During a summit discussion, Sarah Kemp, vice president for international government affairs at Intel, noted domestic microchip manufacturing capacity has evolved into a significant geopolitical issue.

“At this particular moment in time, economic security is national security and, around the world, people have realized that means chips,” Kemp said. “This tiny little thing the size of a postage stamp and as thin as one strand of hair, that has over 30 billion components to it, drives everything you do.”

While the Asian microchip powerhouses have built their market positions with significant government-backed support, Kemp noted a new wave of nations is looking to emulate that success. Now, a growing number of national governments are engaging programs to support their own expansions in chip manufacturing capacity.

“What steel and railroads were in the 1900s, chips … are right now,” Kemp said. “It’s the next big leap in economic vitality. And every country in the world wants to get in on that game.”

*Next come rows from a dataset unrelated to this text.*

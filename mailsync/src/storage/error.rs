use std::{any::Any, result};

use thiserror::Error;

use crate::{user::UserId, AnyBoxedError, AnyError};

/// The global `Result` alias of the module.
pub type Result<T> = result::Result<T, Error>;

/// The global `Error` enum of the module.
#[derive(Debug, Error)]
pub enum Error {
    #[error("cannot find message {1} for user {0}")]
    MessageNotFoundError(UserId, String),
    #[error("cannot insert message {1} for user {0}: message already exists")]
    MessageAlreadyExistsError(UserId, String),
    #[error("cannot find contact {1} for user {0}")]
    ContactNotFoundError(UserId, String),
    #[error("cannot insert contact {1} for user {0}: contact already exists")]
    ContactAlreadyExistsError(UserId, String),
    #[error("cannot find label {1} for user {0}")]
    LabelNotFoundError(UserId, String),
    #[error("cannot insert label {1} for user {0}: label already exists")]
    LabelAlreadyExistsError(UserId, String),
    #[error("cannot find address {1} for user {0}")]
    AddressNotFoundError(UserId, String),
    #[error("cannot insert address {1} for user {0}: address already exists")]
    AddressAlreadyExistsError(UserId, String),
}

impl Error {
    pub fn is_not_found(&self) -> bool {
        matches!(
            self,
            Self::MessageNotFoundError(..)
                | Self::ContactNotFoundError(..)
                | Self::LabelNotFoundError(..)
                | Self::AddressNotFoundError(..)
        )
    }
}

impl AnyError for Error {
    fn as_any(&self) -> &dyn Any {
        self
    }
}

impl From<Error> for AnyBoxedError {
    fn from(err: Error) -> Self {
        Box::new(err)
    }
}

Utah has its own chips in the game when it comes to semiconductor fab plants.

Just weeks after finishing up a multibillion-dollar renovation of a former Micron chip fabrication facility in Lehi, electronics giant Texas Instruments announced plans last month to make an additional $11 billion investment in a new chip fab near the current operation.

Texas Instruments designs and makes semiconductors that are then sold to electronics designers and manufacturers all over the world. Headquartered in Dallas, the company has design, manufacturing and sales operations in more than 30 countries with around 33,000 employees worldwide.  

Construction of the new facility is expected to begin in the second half of 2023, with production expected as early as 2026, according to Texas Instruments.